Réactions des habitants :
Les habitants de Nzulo affirment que leurs droits sont légitimes, et soutiennent qu’ils ont remporté plusieurs victoires judiciaires contre l’État. Ils dénoncent la campagne de l’ICCN, affirmant que les décisions judiciaires reconnaissent leur droit de propriété sur les 1110 hectares.
Les autochtones dénoncent également ce qu’ils appellent une manipulation par des personnes corrompues, cherchant à vendre leur terre ancestrale. Ils affirment avoir remporté plusieurs victoires judiciaires qui confirment leur droit de propriété sur ces terres.
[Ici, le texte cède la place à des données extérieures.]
//! Binding descriptor parser.
//!
//! Parses human-typed descriptors such as `"super + shift + Return"` or
//! `"ctrl + left"` into a modifier mask plus a terminal symbol.
//!
//! ```text
//! binding  = modseq terminal | terminal
//! modseq   = mod '+' modseq | mod '+'
//! mod      = "alt" | "super" | "ctrl" | "shift"
//! terminal = key | button
//! key      = any X11 keysym name
//! button   = "left" | "right" | "middle"
//! ```
//!
//! Whitespace around tokens and around `+` is ignored. A bare terminal is
//! tried first; if that fails the parser backtracks to the start of the input
//! and reads a modifier sequence followed by the terminal.
//!
//! The two terminals are matched differently. A key name is scanned up to
//! the next whitespace and looked up exactly, and anything left after it is a
//! malformed sequence. A button name must equal the whole remaining input, so
//! trailing text makes the button itself unknown.

use crate::keysym::Keysym;
use crate::modifiers::{Button, MODIFIERS, ModMask};
use serde::Serialize;
use std::fmt;
use std::str::FromStr;
use thiserror::Error;

/// Why a binding descriptor was rejected.
///
/// Errors carry no partial result: a descriptor either parses completely or
/// not at all.
#[derive(Debug, Clone, PartialEq, Eq, Error)]
pub enum BindingError {
    #[error("unknown modifier '{0}'")]
    UnknownModifier(String),

    #[error("unknown key '{0}'")]
    UnknownKey(String),

    #[error("unknown button '{0}'")]
    UnknownButton(String),

    #[error("malformed binding: {0}")]
    MalformedSequence(String),
}

/// A keyboard binding: modifiers plus a keysym.
#[derive(Debug, Clone, Copy, PartialEq, Eq, Hash, Serialize)]
pub struct KeyBinding {
    pub mods: ModMask,
    pub key: Keysym,
}

/// A pointer binding: modifiers plus a button.
#[derive(Debug, Clone, Copy, PartialEq, Eq, Hash, Serialize)]
pub struct ButtonBinding {
    pub mods: ModMask,
    pub button: Button,
}

impl KeyBinding {
    pub fn new(mods: ModMask, key: Keysym) -> Self {
        Self { mods, key }
    }
}

impl ButtonBinding {
    pub fn new(mods: ModMask, button: Button) -> Self {
        Self { mods, button }
    }
}

impl fmt::Display for KeyBinding {
    fn fmt(&self, f: &mut fmt::Formatter<'_>) -> fmt::Result {
        if !self.mods.is_empty() {
            write!(f, "{} + ", self.mods)?;
        }
        write!(f, "{}", self.key)
    }
}

impl fmt::Display for ButtonBinding {
    fn fmt(&self, f: &mut fmt::Formatter<'_>) -> fmt::Result {
        if !self.mods.is_empty() {
            write!(f, "{} + ", self.mods)?;
        }
        write!(f, "{}", self.button)
    }
}

impl FromStr for KeyBinding {
    type Err = BindingError;

    fn from_str(s: &str) -> Result<Self, Self::Err> {
        parse_key_binding(s)
    }
}

impl FromStr for ButtonBinding {
    type Err = BindingError;

    fn from_str(s: &str) -> Result<Self, Self::Err> {
        parse_button_binding(s)
    }
}

/// Parse a key descriptor such as `"super + shift + p"`.
pub fn parse_key_binding(s: &str) -> Result<KeyBinding, BindingError> {
    let (mods, key) = parse_binding::<Keysym>(s)?;
    log::trace!("parsed key binding '{}' -> mods={:?} key={}", s, mods, key);
    Ok(KeyBinding { mods, key })
}

/// Parse a button descriptor such as `"super + left"`.
pub fn parse_button_binding(s: &str) -> Result<ButtonBinding, BindingError> {
    let (mods, button) = parse_binding::<Button>(s)?;
    log::trace!(
        "parsed button binding '{}' -> mods={:?} button={}",
        s,
        mods,
        button
    );
    Ok(ButtonBinding { mods, button })
}

/// Read position into the descriptor.
///
/// The cursor is a `Copy` value: every step returns a new cursor and leaves
/// the old one untouched, so a failed alternative can never leak a partial
/// advance into the next attempt.
#[derive(Debug, Clone, Copy)]
struct Cursor<'a> {
    rest: &'a str,
}

impl<'a> Cursor<'a> {
    fn new(input: &'a str) -> Self {
        Cursor { rest: input }.skip_blanks()
    }

    fn skip_blanks(self) -> Self {
        Cursor {
            rest: self.rest.trim_start(),
        }
    }

    /// Consume `len` bytes, then any whitespace that follows.
    fn advance(self, len: usize) -> Self {
        Cursor {
            rest: self.rest.get(len..).unwrap_or(""),
        }
        .skip_blanks()
    }

    fn peek(self) -> Option<char> {
        self.rest.chars().next()
    }

    fn is_end(self) -> bool {
        self.rest.is_empty()
    }

    /// The word under the cursor: everything up to `+` or whitespace.
    fn word(self) -> &'a str {
        let end = self
            .rest
            .find(|c: char| c == '+' || c.is_whitespace())
            .unwrap_or(self.rest.len());
        &self.rest[..end]
    }

    /// Whether the word under the cursor is followed by a `+`.
    fn word_precedes_plus(self) -> bool {
        self.advance(self.word().len()).peek() == Some('+')
    }
}

/// A terminal symbol that can close a binding descriptor.
trait Terminal: Sized {
    fn parse(cursor: Cursor<'_>) -> Result<(Self, Cursor<'_>), BindingError>;
}

impl Terminal for Keysym {
    fn parse(cursor: Cursor<'_>) -> Result<(Self, Cursor<'_>), BindingError> {
        let end = cursor
            .rest
            .find(char::is_whitespace)
            .unwrap_or(cursor.rest.len());
        let name = &cursor.rest[..end];
        if name.is_empty() {
            return Err(BindingError::MalformedSequence(
                "missing key name".to_string(),
            ));
        }
        match Keysym::from_name(name) {
            Some(sym) => Ok((sym, cursor.advance(end))),
            None => Err(BindingError::UnknownKey(name.to_string())),
        }
    }
}

impl Terminal for Button {
    fn parse(cursor: Cursor<'_>) -> Result<(Self, Cursor<'_>), BindingError> {
        let remainder = cursor.rest.trim_end();
        if remainder.is_empty() {
            return Err(BindingError::MalformedSequence(
                "missing button name".to_string(),
            ));
        }
        match Button::from_name(remainder) {
            Some(button) => Ok((button, cursor.advance(cursor.rest.len()))),
            None => Err(BindingError::UnknownButton(remainder.to_string())),
        }
    }
}

fn parse_binding<T: Terminal>(input: &str) -> Result<(ModMask, T), BindingError> {
    let start = Cursor::new(input);

    let bare_err = match parse_terminal::<T>(start) {
        Ok(terminal) => return Ok((ModMask::empty(), terminal)),
        Err(e) => e,
    };

    // Backtrack: `start` is unchanged by the failed attempt above.
    let (mods, cursor) = match parse_modseq(start) {
        Ok(parsed) => parsed,
        // The first word is not a modifier and nothing suggests it was meant
        // as one, so the bare-terminal diagnosis is the useful one.
        Err(BindingError::UnknownModifier(_)) if !start.word_precedes_plus() => {
            return Err(bare_err);
        }
        Err(e) => return Err(e),
    };

    let terminal = parse_terminal::<T>(cursor)?;
    Ok((mods, terminal))
}

/// A terminal followed by end of input.
fn parse_terminal<T: Terminal>(cursor: Cursor<'_>) -> Result<T, BindingError> {
    let (terminal, cursor) = T::parse(cursor)?;
    if !cursor.is_end() {
        return Err(BindingError::MalformedSequence(format!(
            "unexpected trailing input '{}'",
            cursor.rest
        )));
    }
    Ok(terminal)
}

/// One or more `mod '+'`, OR-ed together.
fn parse_modseq(cursor: Cursor<'_>) -> Result<(ModMask, Cursor<'_>), BindingError> {
    let (mask, cursor) = parse_mod(cursor)?;

    if cursor.peek() != Some('+') {
        return Err(BindingError::MalformedSequence(format!(
            "expected '+' after modifier '{}'",
            mask
        )));
    }
    let cursor = cursor.advance(1);

    // Zero further modifiers is not an error; the failed attempt leaves
    // `cursor` where it was. A word followed by `+` sits in modifier
    // position, so an unknown name there is reported as such.
    match parse_modseq(cursor) {
        Ok((more, next)) => Ok((mask | more, next)),
        Err(e @ BindingError::UnknownModifier(_)) if cursor.word_precedes_plus() => Err(e),
        Err(_) => Ok((mask, cursor)),
    }
}

/// Match a modifier name against the head of the input.
///
/// Each candidate is compared over its own length only, so `"altx"` matches
/// `alt` and leaves `x` for the caller to reject.
fn parse_mod(cursor: Cursor<'_>) -> Result<(ModMask, Cursor<'_>), BindingError> {
    for (name, mask) in MODIFIERS {
        if cursor.rest.starts_with(name) {
            return Ok((*mask, cursor.advance(name.len())));
        }
    }

    let word = cursor.word();
    if word.is_empty() {
        return Err(BindingError::MalformedSequence(
            "expected a modifier name".to_string(),
        ));
    }
    Err(BindingError::UnknownModifier(word.to_string()))
}

#[cfg(test)]
mod tests {
    use super::*;

    fn key(name: &str) -> Keysym {
        Keysym::from_name(name).unwrap()
    }

    #[test]
    fn test_bare_key() {
        let binding = parse_key_binding("p").unwrap();
        assert_eq!(binding.mods, ModMask::empty());
        assert_eq!(binding.key, key("p"));
    }

    #[test]
    fn test_single_modifier() {
        let binding = parse_key_binding("shift + p").unwrap();
        assert_eq!(binding.mods, ModMask::SHIFT);
        assert_eq!(binding.key, key("p"));
    }

    #[test]
    fn test_all_modifiers() {
        let binding = parse_key_binding("alt + super + ctrl + shift + p").unwrap();
        assert_eq!(binding.mods, ModMask::all());
        assert_eq!(binding.key, key("p"));
    }

    #[test]
    fn test_no_whitespace() {
        let binding = parse_key_binding("super+shift+Return").unwrap();
        assert_eq!(binding.mods, ModMask::SUPER | ModMask::SHIFT);
        assert_eq!(binding.key, Keysym::RETURN);
    }

    #[test]
    fn test_surrounding_whitespace() {
        let binding = parse_key_binding("  super  +\tp  ").unwrap();
        assert_eq!(binding.mods, ModMask::SUPER);
        assert_eq!(binding.key, key("p"));
    }

    #[test]
    fn test_duplicate_modifier_is_idempotent() {
        let binding = parse_key_binding("ctrl + ctrl + c").unwrap();
        assert_eq!(binding.mods, ModMask::CTRL);
    }

    #[test]
    fn test_unknown_key() {
        assert_eq!(
            parse_key_binding("super + nosuchkey"),
            Err(BindingError::UnknownKey("nosuchkey".to_string()))
        );
        assert_eq!(
            parse_key_binding("nosuchkey"),
            Err(BindingError::UnknownKey("nosuchkey".to_string()))
        );
    }

    #[test]
    fn test_unknown_modifier() {
        assert_eq!(
            parse_key_binding("hyper + p"),
            Err(BindingError::UnknownModifier("hyper".to_string()))
        );
    }

    #[test]
    fn test_unknown_inner_modifier() {
        assert_eq!(
            parse_key_binding("super + hyper + p"),
            Err(BindingError::UnknownModifier("hyper".to_string()))
        );
        assert_eq!(
            parse_key_binding("super+hyper+p"),
            Err(BindingError::UnknownModifier("hyper".to_string()))
        );
        assert_eq!(
            parse_key_binding("super + ctrl + meta + p"),
            Err(BindingError::UnknownModifier("meta".to_string()))
        );
        assert_eq!(
            parse_button_binding("ctrl + meta + left"),
            Err(BindingError::UnknownModifier("meta".to_string()))
        );
    }

    #[test]
    fn test_modifier_prefix_match_fails_cleanly() {
        let err = parse_key_binding("altx+p").unwrap_err();
        assert!(matches!(err, BindingError::MalformedSequence(_)), "{err:?}");
    }

    #[test]
    fn test_failed_inner_modifier_does_not_leak_progress() {
        // The inner attempt matches `alt` and then fails on `x`. The parser
        // must resume at `altx`, not at the `x` the failed attempt reached.
        assert_eq!(
            parse_key_binding("super + altx"),
            Err(BindingError::UnknownKey("altx".to_string()))
        );
    }

    #[test]
    fn test_missing_key() {
        let err = parse_key_binding("super +").unwrap_err();
        assert!(matches!(err, BindingError::MalformedSequence(_)), "{err:?}");
        let err = parse_key_binding("").unwrap_err();
        assert!(matches!(err, BindingError::MalformedSequence(_)), "{err:?}");
    }

    #[test]
    fn test_trailing_text_after_key() {
        let err = parse_key_binding("super + p q").unwrap_err();
        assert!(matches!(err, BindingError::MalformedSequence(_)), "{err:?}");
    }

    #[test]
    fn test_buttons() {
        let binding = parse_button_binding("left").unwrap();
        assert_eq!(binding, ButtonBinding::new(ModMask::empty(), Button::Left));

        let binding = parse_button_binding("shift + middle").unwrap();
        assert_eq!(binding, ButtonBinding::new(ModMask::SHIFT, Button::Middle));

        let binding = parse_button_binding("super+right").unwrap();
        assert_eq!(binding, ButtonBinding::new(ModMask::SUPER, Button::Right));
    }

    #[test]
    fn test_button_requires_whole_remainder() {
        // Matching is against the entire rest of the input, not a prefix.
        assert_eq!(
            parse_button_binding("super + left x"),
            Err(BindingError::UnknownButton("left x".to_string()))
        );
        assert_eq!(
            parse_button_binding("lef"),
            Err(BindingError::UnknownButton("lef".to_string()))
        );
        assert!(parse_button_binding("super +").is_err());
    }

    #[test]
    fn test_display() {
        let binding = parse_key_binding("shift + super + Return").unwrap();
        assert_eq!(binding.to_string(), "super + shift + Return");
        let binding = parse_button_binding("middle").unwrap();
        assert_eq!(binding.to_string(), "middle");
    }

    #[test]
    fn test_from_str() {
        let binding: KeyBinding = "ctrl + F5".parse().unwrap();
        assert_eq!(binding.mods, ModMask::CTRL);
        assert_eq!(binding.key, key("F5"));
    }
}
Réactions et Mobilisation :
Face à cette situation tendue, les habitants se mobilisent pour défendre leurs droits. Des manifestations ont eu lieu récemment, où les participants ont exprimé leur volonté de lutter pour conserver leur terre. Des figures locales comme Bahati Jeannot, ont déclaré qu’ils étaient prêts à descendre dans la rue pour faire entendre leur voix, jusqu’à Goma si nécessaire.
Conclusion :
Le conflit autour des terres de Nzulo illustre une lutte complexe entre la conservation environnementale et les droits fonciers locaux. Les actions de l’ICCN visent à protéger le Parc national des Virunga, tout en soulevant des questions importantes sur les droits historiques et contemporains des populations locales.
La situation reste tendue et pourrait nécessiter une médiation pour parvenir à une solution équitable, qui respecte à la fois les impératifs de conservation et les droits des autochtones.